Çocukların artık bilgileri bizzat bu kişilerden edindiklerini, sosyal medyadan her türlü bilgiye erişim sağladıklarını, bunu olumlu bir hale getirmenin herkesin sorumluluğu olduğunu kaydetti.
Bakanlık olarak şiddet içeren yayınların reyting skalasından çıkarılması gerektiğini dile getirdiklerini belirten Göktaş, “Medya yayıncıları açısından meselenin, kadına yönelik şiddete karşı duyarlı bir dil geliştirmek olduğunu düşünüyoruz. Kadın ve erkek temsillerinin dikkatlice oluşturulması gerektiğine inanıyoruz. Kadın ve erkeğin hayatı paylaşan ve birbirini tamamlayan özelliklerinin daha fazla vurgulanması gerektiğine inanıyoruz. Ekranlarda zekası, erdemliliği, sanatsal yetenekleri, iletişim becerileri veya sorun çözme yaklaşımlarıyla tanınan bireylerin hikayelerini izlemek arzumuz.” şeklinde ifade etti.
“Kadına yönelik şiddetle mücadeleyi toplumsal bir seferberlik ruhuyla yürütmeliyiz”
Bakan Göktaş, haber bültenlerinden gündüz kuşağı programlarına kadar birçok yayında kadının onuru ve ailenin mahremiyetine zarar veren içeriklere tanık olduklarını ifade ederek, şunları ekledi:
“Üzülerek belirtmek zorundayım ki, cinayetlerin her detayının verildiği ve kurban fotoğraflarının kullanıldığı haberler, hem hayatını kaybedenlerin yakınlarına hem de toplumun ruh sağlığına ciddi zarar vermektedir. Bu yüzden, şiddet haberlerinin sansasyonel bir üslup ile değil, toplumsal farkındalık yaratacak şekilde ele alınmasının son derece önemli olduğunu düşünüyoruz. Medya kanalları aracılığıyla oluşan etkileşim ağları ve yayımlanan içeriklerin kadına yönelik şiddete karşı ortak bir duyarlılığın oluşmasına önemli katkılar sunacağına inanıyoruz. Bu bağlamda, kültür, sanat ve medya alanında faaliyet gösteren değerli konuklarımıza, kadın ve çocukların yanı sıra, her türlü şiddetin önlenmesine sağlayacakları destekler için şimdiden teşekkür ediyorum. Kadına yönelik şiddetle mücadeleyi toplumsal bir seferberlik ruhuyla sürdürmeliyiz. Birlikte, kadınların ve çocukların sosyal hayatta daha güçlü bir yer edinmeleri ve şiddetsiz bir yaşam sürmeleri için kararlılıkla mücadele edeceğiz.”

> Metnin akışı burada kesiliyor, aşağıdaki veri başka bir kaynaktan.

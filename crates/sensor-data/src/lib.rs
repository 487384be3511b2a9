//! Data layer for the sensor statistics pipeline.
//!
//! Responsible for decoding the pipe-delimited device export, partitioning
//! it across worker threads, aggregating per-device monthly statistics into
//! a shared accumulator table, and rendering the semicolon-delimited report.

pub mod aggregator;
pub mod analysis;
pub mod partition;
pub mod reader;
pub mod report;
pub mod table;

pub use sensor_core as core;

Bakan Göktaş’ın konuşmasının ardından basına kapalı olarak devam eden programda, Radyo ve Televizyon Üst Kurulu (RTÜK) Başkanı Ebubekir Şahin ile Kadının Statüsü Genel Müdürü Süreyya Erkan da birer konuşma gerçekleştirdi.
Program, istişare toplantısıyla devam etti.